Data section: Begin
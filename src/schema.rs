//! Model schemas and inverse-relationship inference.

use crate::error::{Result, StoreError};
use serde::{Deserialize, Serialize};
use std::collections::HashMap;

/// Kind of a declared relationship.
#[derive(Clone, Copy, Debug, PartialEq, Eq, Hash, Serialize, Deserialize)]
#[serde(rename_all = "camelCase")]
pub enum RelationshipKind {
    BelongsTo,
    HasMany,
}

/// How the inverse of a relationship is determined.
#[derive(Clone, Debug, PartialEq, Eq, Default)]
pub enum InverseSpec {
    /// Look for a single relationship on the target pointing back.
    #[default]
    Infer,
    /// The relationship is one-directional.
    None,
    /// The inverse is the named relationship on the target type.
    Key(String),
}

/// A declared attribute.
#[derive(Clone, Debug, PartialEq)]
pub struct AttributeDef {
    pub name: String,
    pub default: Option<serde_json::Value>,
}

/// Metadata for a declared relationship.
#[derive(Clone, Debug, PartialEq)]
pub struct RelationshipMeta {
    pub key: String,
    pub kind: RelationshipKind,
    /// Target model name.
    pub target: String,
    pub inverse: InverseSpec,
    pub is_async: bool,
    pub polymorphic: bool,
}

impl RelationshipMeta {
    pub fn new(key: impl Into<String>, kind: RelationshipKind, target: impl Into<String>) -> Self {
        Self {
            key: key.into(),
            kind,
            target: target.into(),
            inverse: InverseSpec::Infer,
            is_async: false,
            polymorphic: false,
        }
    }

    /// Mark the relationship as asynchronous (fetched on access).
    pub fn asynchronous(mut self) -> Self {
        self.is_async = true;
        self
    }

    pub fn inverse(mut self, key: impl Into<String>) -> Self {
        self.inverse = InverseSpec::Key(key.into());
        self
    }

    pub fn no_inverse(mut self) -> Self {
        self.inverse = InverseSpec::None;
        self
    }

    pub fn polymorphic(mut self) -> Self {
        self.polymorphic = true;
        self
    }
}

/// Schema for one model type.
#[derive(Clone, Debug, PartialEq)]
pub struct ModelSchema {
    pub name: String,
    pub attributes: Vec<AttributeDef>,
    pub relationships: Vec<RelationshipMeta>,
}

impl ModelSchema {
    pub fn new(name: impl Into<String>) -> Self {
        Self {
            name: name.into(),
            attributes: Vec::new(),
            relationships: Vec::new(),
        }
    }

    pub fn attr(mut self, name: impl Into<String>) -> Self {
        self.attributes.push(AttributeDef {
            name: name.into(),
            default: None,
        });
        self
    }

    pub fn attr_with_default(mut self, name: impl Into<String>, default: serde_json::Value) -> Self {
        self.attributes.push(AttributeDef {
            name: name.into(),
            default: Some(default),
        });
        self
    }

    pub fn belongs_to(self, key: impl Into<String>, target: impl Into<String>) -> Self {
        self.relationship(RelationshipMeta::new(key, RelationshipKind::BelongsTo, target))
    }

    pub fn has_many(self, key: impl Into<String>, target: impl Into<String>) -> Self {
        self.relationship(RelationshipMeta::new(key, RelationshipKind::HasMany, target))
    }

    /// Add a fully configured relationship.
    pub fn relationship(mut self, meta: RelationshipMeta) -> Self {
        self.relationships.push(meta);
        self
    }

    pub fn attribute(&self, name: &str) -> Option<&AttributeDef> {
        self.attributes.iter().find(|a| a.name == name)
    }

    pub fn relationship_meta(&self, key: &str) -> Option<&RelationshipMeta> {
        self.relationships.iter().find(|r| r.key == key)
    }

    pub fn is_relationship(&self, key: &str) -> bool {
        self.relationship_meta(key).is_some()
    }
}

/// Registered model schemas.
#[derive(Clone, Debug, Default)]
pub struct SchemaRegistry {
    models: HashMap<String, ModelSchema>,
}

impl SchemaRegistry {
    pub fn new() -> Self {
        Self::default()
    }

    /// Register (or replace) a model schema.
    pub fn register(&mut self, schema: ModelSchema) {
        self.models.insert(schema.name.clone(), schema);
    }

    pub fn get(&self, model: &str) -> Result<&ModelSchema> {
        self.models
            .get(model)
            .ok_or_else(|| StoreError::UnknownModelType(model.to_string()))
    }

    pub fn contains(&self, model: &str) -> bool {
        self.models.contains_key(model)
    }

    /// Registered model names, sorted.
    pub fn model_names(&self) -> Vec<String> {
        let mut names: Vec<String> = self.models.keys().cloned().collect();
        names.sort();
        names
    }

    pub fn relationship(&self, model: &str, key: &str) -> Result<&RelationshipMeta> {
        self.get(model)?
            .relationship_meta(key)
            .ok_or_else(|| StoreError::UnknownRelationship {
                model: model.to_string(),
                key: key.to_string(),
            })
    }

    /// Find the inverse relationship key for `model.key`, if any.
    pub fn inverse_for(&self, model: &str, key: &str) -> Result<Option<String>> {
        let meta = self.relationship(model, key)?;
        match &meta.inverse {
            InverseSpec::None => return Ok(None),
            InverseSpec::Key(inverse) => {
                // Validate that the named inverse exists on the target.
                self.relationship(&meta.target, inverse)?;
                return Ok(Some(inverse.clone()));
            }
            InverseSpec::Infer => {}
        }

        let target = match self.models.get(&meta.target) {
            Some(t) => t,
            // Target registered later (or never): no inverse can be inferred.
            None => return Ok(None),
        };

        let mut candidates: Vec<&RelationshipMeta> = target
            .relationships
            .iter()
            .filter(|r| r.target == model)
            .filter(|r| !(target.name == model && r.key == key))
            .filter(|r| match &r.inverse {
                InverseSpec::Infer => true,
                InverseSpec::Key(k) => k == key,
                InverseSpec::None => false,
            })
            .collect();

        if candidates.is_empty() {
            return Ok(None);
        }

        let explicit: Vec<&RelationshipMeta> = candidates
            .iter()
            .copied()
            .filter(|r| r.inverse == InverseSpec::Key(key.to_string()))
            .collect();
        if explicit.len() == 1 {
            candidates = explicit;
        }

        if candidates.len() > 1 {
            return Err(StoreError::AmbiguousInverse {
                model: model.to_string(),
                key: key.to_string(),
                candidates: candidates.iter().map(|r| r.key.clone()).collect(),
            });
        }

        Ok(Some(candidates[0].key.clone()))
    }
}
Data section: End
== Your instructions ==
Your job here is to copy the entries above exactly.

== Answer below ==
filename src/schema.rs
//! Model schemas and inverse-relationship inference.

use crate::error::{Result, StoreError};
use serde::{Deserialize, Serialize};
use std::collections::HashMap;

/// Kind of a declared relationship.
#[derive(Clone, Copy, Debug, PartialEq, Eq, Hash, Serialize, Deserialize)]
#[serde(rename_all = "camelCase")]
pub enum RelationshipKind {
    BelongsTo,
    HasMany,
}

/// How the inverse of a relationship is determined.
#[derive(Clone, Debug, PartialEq, Eq, Default)]
pub enum InverseSpec {
    /// Look for a single relationship on the target pointing back.
    #[default]
    Infer,
    /// The relationship is one-directional.
    None,
    /// The inverse is the named relationship on the target type.
    Key(String),
}

/// A declared attribute.
#[derive(Clone, Debug, PartialEq)]
pub struct AttributeDef {
    pub name: String,
    pub default: Option<serde_json::Value>,
}

/// Metadata for a declared relationship.
#[derive(Clone, Debug, PartialEq)]
pub struct RelationshipMeta {
    pub key: String,
    pub kind: RelationshipKind,
    /// Target model name.
    pub target: String,
    pub inverse: InverseSpec,
    pub is_async: bool,
    pub polymorphic: bool,
}

impl RelationshipMeta {
    pub fn new(key: impl Into<String>, kind: RelationshipKind, target: impl Into<String>) -> Self {
        Self {
            key: key.into(),
            kind,
            target: target.into(),
            inverse: InverseSpec::Infer,
            is_async: false,
            polymorphic: false,
        }
    }

    /// Mark the relationship as asynchronous (fetched on access).
    pub fn asynchronous(mut self) -> Self {
        self.is_async = true;
        self
    }

    pub fn inverse(mut self, key: impl Into<String>) -> Self {
        self.inverse = InverseSpec::Key(key.into());
        self
    }

    pub fn no_inverse(mut self) -> Self {
        self.inverse = InverseSpec::None;
        self
    }

    pub fn polymorphic(mut self) -> Self {
        self.polymorphic = true;
        self
    }
}

/// Schema for one model type.
#[derive(Clone, Debug, PartialEq)]
pub struct ModelSchema {
    pub name: String,
    pub attributes: Vec<AttributeDef>,
    pub relationships: Vec<RelationshipMeta>,
}

impl ModelSchema {
    pub fn new(name: impl Into<String>) -> Self {
        Self {
            name: name.into(),
            attributes: Vec::new(),
            relationships: Vec::new(),
        }
    }

    pub fn attr(mut self, name: impl Into<String>) -> Self {
        self.attributes.push(AttributeDef {
            name: name.into(),
            default: None,
        });
        self
    }

    pub fn attr_with_default(mut self, name: impl Into<String>, default: serde_json::Value) -> Self {
        self.attributes.push(AttributeDef {
            name: name.into(),
            default: Some(default),
        });
        self
    }

    pub fn belongs_to(self, key: impl Into<String>, target: impl Into<String>) -> Self {
        self.relationship(RelationshipMeta::new(key, RelationshipKind::BelongsTo, target))
    }

    pub fn has_many(self, key: impl Into<String>, target: impl Into<String>) -> Self {
        self.relationship(RelationshipMeta::new(key, RelationshipKind::HasMany, target))
    }

    /// Add a fully configured relationship.
    pub fn relationship(mut self, meta: RelationshipMeta) -> Self {
        self.relationships.push(meta);
        self
    }

    pub fn attribute(&self, name: &str) -> Option<&AttributeDef> {
        self.attributes.iter().find(|a| a.name == name)
    }

    pub fn relationship_meta(&self, key: &str) -> Option<&RelationshipMeta> {
        self.relationships.iter().find(|r| r.key == key)
    }

    pub fn is_relationship(&self, key: &str) -> bool {
        self.relationship_meta(key).is_some()
    }
}

/// Registered model schemas.
#[derive(Clone, Debug, Default)]
pub struct SchemaRegistry {
    models: HashMap<String, ModelSchema>,
}

impl SchemaRegistry {
    pub fn new() -> Self {
        Self::default()
    }

    /// Register (or replace) a model schema.
    pub fn register(&mut self, schema: ModelSchema) {
        self.models.insert(schema.name.clone(), schema);
    }

    pub fn get(&self, model: &str) -> Result<&ModelSchema> {
        self.models
            .get(model)
            .ok_or_else(|| StoreError::UnknownModelType(model.to_string()))
    }

    pub fn contains(&self, model: &str) -> bool {
        self.models.contains_key(model)
    }

    /// Registered model names, sorted.
    pub fn model_names(&self) -> Vec<String> {
        let mut names: Vec<String> = self.models.keys().cloned().collect();
        names.sort();
        names
    }

    pub fn relationship(&self, model: &str, key: &str) -> Result<&RelationshipMeta> {
        self.get(model)?
            .relationship_meta(key)
            .ok_or_else(|| StoreError::UnknownRelationship {
                model: model.to_string(),
                key: key.to_string(),
            })
    }

    /// Find the inverse relationship key for `model.key`, if any.
    pub fn inverse_for(&self, model: &str, key: &str) -> Result<Option<String>> {
        let meta = self.relationship(model, key)?;
        match &meta.inverse {
            InverseSpec::None => return Ok(None),
            InverseSpec::Key(inverse) => {
                // Validate that the named inverse exists on the target.
                self.relationship(&meta.target, inverse)?;
                return Ok(Some(inverse.clone()));
            }
            InverseSpec::Infer => {}
        }

        let target = match self.models.get(&meta.target) {
            Some(t) => t,
            // Target registered later (or never): no inverse can be inferred.
            None => return Ok(None),
        };

        let mut candidates: Vec<&RelationshipMeta> = target
            .relationships
            .iter()
            .filter(|r| r.target == model)
            .filter(|r| !(target.name == model && r.key == key))
            .filter(|r| match &r.inverse {
                InverseSpec::Infer => true,
                InverseSpec::Key(k) => k == key,
                InverseSpec::None => false,
            })
            .collect();

        if candidates.is_empty() {
            return Ok(None);
        }

        let explicit: Vec<&RelationshipMeta> = candidates
            .iter()
            .copied()
            .filter(|r| r.inverse == InverseSpec::Key(key.to_string()))
            .collect();
        if explicit.len() == 1 {
            candidates = explicit;
        }

        if candidates.len() > 1 {
            return Err(StoreError::AmbiguousInverse {
                model: model.to_string(),
                key: key.to_string(),
                candidates: candidates.iter().map(|r| r.key.clone()).collect(),
            });
        }

        Ok(Some(candidates[0].key.clone()))
    }
}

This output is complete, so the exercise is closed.